Work instruction
From the records below, extract only the lines running from the line with "pub enum RefreshOutcome" to the line with "let folder = match", both lines included, reproducing them exactly.

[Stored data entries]
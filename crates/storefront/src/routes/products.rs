//! Product catalog route handlers.

use axum::{Json, extract::Query, extract::State};
use serde::{Deserialize, Serialize};
use tracing::instrument;

use crate::db::ProductRepository;
use crate::error::Result;
use crate::models::{Product, StockLevel};
use crate::state::AppState;

/// Query parameters for the catalog listing.
#[derive(Debug, Deserialize)]
pub struct ListQuery {
    /// Restrict the listing to one category.
    pub category: Option<String>,
}

/// Product display data with its derived stock badge.
#[derive(Debug, Serialize)]
pub struct ProductView {
    #[serde(flatten)]
    pub product: Product,
    pub stock_level: StockLevel,
}

impl From<Product> for ProductView {
    fn from(product: Product) -> Self {
        let stock_level = product.stock_level();
        Self {
            product,
            stock_level,
        }
    }
}

/// `GET /products` - Catalog listing, newest first, optionally filtered by
/// category.
#[instrument(skip(state))]
pub async fn index(
    State(state): State<AppState>,
    Query(query): Query<ListQuery>,
) -> Result<Json<Vec<ProductView>>> {
    let products = ProductRepository::new(state.pool())
        .list(query.category.as_deref())
        .await?;

    Ok(Json(products.into_iter().map(ProductView::from).collect()))
}

#[cfg(test)]
#[allow(clippy::unwrap_used)]
mod tests {
    use chrono::Utc;
    use posie_core::{Price, ProductId};

    use super::*;

    fn product(stock: u32) -> Product {
        Product {
            id: ProductId::new_v4(),
            name: "Tote Bag".to_string(),
            description: "Canvas tote bag".to_string(),
            price: Price::from_rupees(599).unwrap(),
            image_url: "tote.jpg".to_string(),
            category: "bags".to_string(),
            stock_quantity: stock,
            is_available: true,
            created_at: Utc::now(),
        }
    }

    #[test]
    fn test_view_carries_stock_badge() {
        assert_eq!(
            ProductView::from(product(0)).stock_level,
            StockLevel::SoldOut
        );
        assert_eq!(
            ProductView::from(product(3)).stock_level,
            StockLevel::LowStock
        );
        assert_eq!(
            ProductView::from(product(20)).stock_level,
            StockLevel::InStock
        );
    }
}
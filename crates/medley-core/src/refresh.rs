//! Local playlist reconciliation.
//!
//! Before a local playlist is played its source folder is rescanned
//! and the cached file rewritten, so the playlist always reflects the
//! folder as it is now. Entries predating source tracking migrate
//! their scan folder from the playback path on first refresh.

use std::fs;
use std::path::{ Path, PathBuf };

use crate::catalog::CatalogKind;
use crate::m3u;
use crate::scanner;
use crate::store::{ PlaylistStore, StoreError };


/// Result of a refresh request.
///
/// Everything but `Refreshed` is a soft failure: the catalog and the
/// previous cache file are left untouched.
#[derive( Debug, Clone, PartialEq, Eq )]
pub enum RefreshOutcome {
    /// The source folder no longer exists.
    FolderMissing,

    /// The source folder holds no playable files.
    NoFilesFound,

    /// The cache file could not be rewritten; the previous playlist
    /// stays authoritative.
    WriteFailed,

    /// The playlist was regenerated and the catalog persisted.
    Refreshed {
        count: usize,
        /// True when the item count differs from the previous one,
        /// the signal for rebuilding dependent views. Equal-sized
        /// add/remove churn goes unnoticed; accepted as a cheap proxy.
        changed: bool,
        /// The internal cache path to hand to the player.
        path: PathBuf,
    },
}


/// Rescans a local entry's source folder and rewrites its playlist.
///
/// @param store - The catalog store; persisted on success
/// @param path - Playback path identifying the local entry
pub fn refresh_entry(
    store: &mut PlaylistStore,
    path: &Path,
) -> Result<RefreshOutcome, StoreError> {
    let entry = store.find( CatalogKind::Local, path )
        .ok_or_else( || StoreError::UnknownEntry( path.to_path_buf() ) )?;

    let folder = match &entry.scan_path {
        Some( folder ) => folder.clone(),
        None => {
            // Entries from before source tracking carry only the
            // playback path; its directory is the best guess we have.
            // One-time migration, recorded below on success.
            match path.parent() {
                Some( parent ) => {
                    tracing::info!(
                        "Migrating '{}' scan folder to {:?}", entry.title, parent
                    );
                    parent.to_path_buf()
                }
                None => return Ok( RefreshOutcome::FolderMissing ),
            }
        }
    };

    if !folder.exists() {
        return Ok( RefreshOutcome::FolderMissing );
    }

    let files = scanner::scan( &folder );
    if files.is_empty() {
        return Ok( RefreshOutcome::NoFilesFound );
    }

    let cache = store.cache_path( &entry.title );
    if let Err( e ) = fs::write( &cache, m3u::encode( &files ) ) {
        tracing::warn!( "Cache write failed for {:?}: {}", cache, e );
        return Ok( RefreshOutcome::WriteFailed );
    }

    let count = files.len();
    let ( changed, previous ) = match store.find_mut( CatalogKind::Local, path ) {
        Some( entry ) => {
            let previous = entry.path.clone();
            let changed = entry.count != count;
            entry.count = count;
            // Pinned internal from now on, even if the entry started
            // out pointing at an external file.
            entry.path = cache.clone();
            entry.scan_path = Some( folder );
            ( changed, previous )
        }
        None => return Err( StoreError::UnknownEntry( path.to_path_buf() ) ),
    };
    store.save( CatalogKind::Local )?;

    // A rename moves the derived cache name; drop the superseded file
    // so stray-file adoption cannot resurrect it later. Internal only.
    if previous != cache && store.is_internal( &previous ) && previous.exists() {
        if let Err( e ) = fs::remove_file( &previous ) {
            tracing::debug!( "Could not remove superseded cache {:?}: {}", previous, e );
        }
    }

    Ok( RefreshOutcome::Refreshed { count, changed, path: cache } )
}


#[cfg( test )]
mod tests {
    use super::*;
    use crate::catalog::PlaylistEntry;


    fn fixture() -> ( tempfile::TempDir, PlaylistStore, PathBuf ) {
        let dir = tempfile::tempdir().unwrap();
        let media = dir.path().join( "media" );
        fs::create_dir( &media ).unwrap();
        let store = PlaylistStore::new( dir.path().join( "data" ) ).unwrap();
        ( dir, store, media )
    }


    fn touch( path: &Path ) {
        fs::write( path, b"" ).unwrap();
    }


    fn local_document( store: &PlaylistStore ) -> String {
        fs::read_to_string( store.data_dir().join( "local-playlists.json" ) ).unwrap()
    }


    #[test]
    fn test_refresh_missing_folder_mutates_nothing() {
        let ( _dir, mut store, media ) = fixture();
        touch( &media.join( "a.mp4" ) );

        store.load();
        let files = scanner::scan( &media );
        let entry = store.create_local( "Trip", &media, &files ).unwrap();
        let document_before = local_document( &store );
        let cache_before = fs::read_to_string( &entry.path ).unwrap();

        fs::remove_dir_all( &media ).unwrap();

        let outcome = refresh_entry( &mut store, &entry.path ).unwrap();
        assert_eq!( outcome, RefreshOutcome::FolderMissing );

        let unchanged = store.find( CatalogKind::Local, &entry.path ).unwrap();
        assert_eq!( unchanged.count, 1 );
        assert_eq!( local_document( &store ), document_before );
        assert_eq!( fs::read_to_string( &entry.path ).unwrap(), cache_before );
    }


    #[test]
    fn test_refresh_empty_folder_mutates_nothing() {
        let ( _dir, mut store, media ) = fixture();
        touch( &media.join( "a.mp4" ) );

        store.load();
        let entry = store.create_local( "Trip", &media, &scanner::scan( &media ) ).unwrap();

        fs::remove_file( media.join( "a.mp4" ) ).unwrap();

        let outcome = refresh_entry( &mut store, &entry.path ).unwrap();
        assert_eq!( outcome, RefreshOutcome::NoFilesFound );
        assert_eq!( store.find( CatalogKind::Local, &entry.path ).unwrap().count, 1 );
    }


    #[test]
    fn test_refresh_same_count_raises_no_rebuild_signal() {
        let ( _dir, mut store, media ) = fixture();
        touch( &media.join( "a.mp4" ) );
        touch( &media.join( "b.mp4" ) );

        store.load();
        let entry = store.create_local( "Trip", &media, &scanner::scan( &media ) ).unwrap();

        match refresh_entry( &mut store, &entry.path ).unwrap() {
            RefreshOutcome::Refreshed { count, changed, .. } => {
                assert_eq!( count, 2 );
                assert!( !changed );
            }
            other => panic!( "unexpected outcome: {:?}", other ),
        }
    }


    #[test]
    fn test_refresh_new_count_updates_and_persists() {
        let ( _dir, mut store, media ) = fixture();
        touch( &media.join( "a.mp4" ) );

        store.load();
        let entry = store.create_local( "Trip", &media, &scanner::scan( &media ) ).unwrap();

        touch( &media.join( "b.mp4" ) );
        touch( &media.join( "c.mp4" ) );

        match refresh_entry( &mut store, &entry.path ).unwrap() {
            RefreshOutcome::Refreshed { count, changed, path } => {
                assert_eq!( count, 3 );
                assert!( changed );
                assert_eq!( path, entry.path );
            }
            other => panic!( "unexpected outcome: {:?}", other ),
        }

        assert_eq!( store.find( CatalogKind::Local, &entry.path ).unwrap().count, 3 );
        assert!( local_document( &store ).contains( "\"count\": 3" ) );

        let cache = fs::read_to_string( &entry.path ).unwrap();
        assert_eq!( m3u::count( &cache ), 3 );
    }


    #[test]
    fn test_refresh_migrates_legacy_entry() {
        let ( _dir, mut store, media ) = fixture();
        touch( &media.join( "a.mp4" ) );
        let external = media.join( "playlist.m3u8" );
        fs::write( &external, "#EXTM3U\n#EXTINF:-1, a\na.mp4" ).unwrap();

        store.load();
        // A legacy entry: external playback path, no recorded source
        let legacy = PlaylistEntry {
            title: "Old".to_string(),
            path: external.clone(),
            scan_path: None,
            count: 1,
        };
        push_local( &mut store, legacy );

        match refresh_entry( &mut store, &external ).unwrap() {
            RefreshOutcome::Refreshed { count, path, .. } => {
                assert_eq!( count, 1 );
                // pinned to the internal cache from now on
                assert!( store.is_internal( &path ) );

                let migrated = store.find( CatalogKind::Local, &path ).unwrap();
                assert_eq!( migrated.scan_path.as_deref(), Some( media.as_path() ) );
            }
            other => panic!( "unexpected outcome: {:?}", other ),
        }

        // the user's external file is untouched
        assert!( external.exists() );
    }


    #[test]
    fn test_refresh_write_failure_mutates_nothing() {
        let ( _dir, mut store, media ) = fixture();
        touch( &media.join( "a.mp4" ) );

        store.load();
        let entry = store.create_local( "Trip", &media, &scanner::scan( &media ) ).unwrap();

        // Occupy the cache path with a directory so the rewrite fails
        fs::remove_file( &entry.path ).unwrap();
        fs::create_dir( &entry.path ).unwrap();

        touch( &media.join( "b.mp4" ) );

        let outcome = refresh_entry( &mut store, &entry.path ).unwrap();
        assert_eq!( outcome, RefreshOutcome::WriteFailed );
        assert_eq!( store.find( CatalogKind::Local, &entry.path ).unwrap().count, 1 );
    }


    #[test]
    fn test_refresh_after_rename_moves_the_cache_file() {
        let ( _dir, mut store, media ) = fixture();
        touch( &media.join( "a.mp4" ) );

        store.load();
        let entry = store.create_local( "Trip", &media, &scanner::scan( &media ) ).unwrap();
        let old_cache = entry.path.clone();

        store.rename( CatalogKind::Local, &entry.path, "Road" ).unwrap();

        match refresh_entry( &mut store, &old_cache ).unwrap() {
            RefreshOutcome::Refreshed { path, .. } => {
                assert_eq!( path, store.cache_path( "Road" ) );
                assert!( path.exists() );
                // superseded cache is gone, so it cannot be adopted
                assert!( !old_cache.exists() );
            }
            other => panic!( "unexpected outcome: {:?}", other ),
        }
    }


    #[test]
    fn test_refresh_unknown_entry_is_an_error() {
        let ( _dir, mut store, _media ) = fixture();
        store.load();

        let missing = PathBuf::from( "/nowhere/list.m3u8" );
        assert!( matches!(
            refresh_entry( &mut store, &missing ),
            Err( StoreError::UnknownEntry( _ ) )
        ));
    }


    // Appends directly to the local catalog the way a legacy document
    // would have loaded it.
    fn push_local( store: &mut PlaylistStore, entry: PlaylistEntry ) {
        let json = serde_json::to_string_pretty( &vec![ entry ] ).unwrap();
        fs::write( store.data_dir().join( "local-playlists.json" ), json ).unwrap();
        store.load();
    }
}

Solution to this task
pub enum RefreshOutcome {
    /// The source folder no longer exists.
    FolderMissing,

    /// The source folder holds no playable files.
    NoFilesFound,

    /// The cache file could not be rewritten; the previous playlist
    /// stays authoritative.
    WriteFailed,

    /// The playlist was regenerated and the catalog persisted.
    Refreshed {
        count: usize,
        /// True when the item count differs from the previous one,
        /// the signal for rebuilding dependent views. Equal-sized
        /// add/remove churn goes unnoticed; accepted as a cheap proxy.
        changed: bool,
        /// The internal cache path to hand to the player.
        path: PathBuf,
    },
}


/// Rescans a local entry's source folder and rewrites its playlist.
///
/// @param store - The catalog store; persisted on success
/// @param path - Playback path identifying the local entry
pub fn refresh_entry(
    store: &mut PlaylistStore,
    path: &Path,
) -> Result<RefreshOutcome, StoreError> {
    let entry = store.find( CatalogKind::Local, path )
        .ok_or_else( || StoreError::UnknownEntry( path.to_path_buf() ) )?;

    let folder = match &entry.scan_path {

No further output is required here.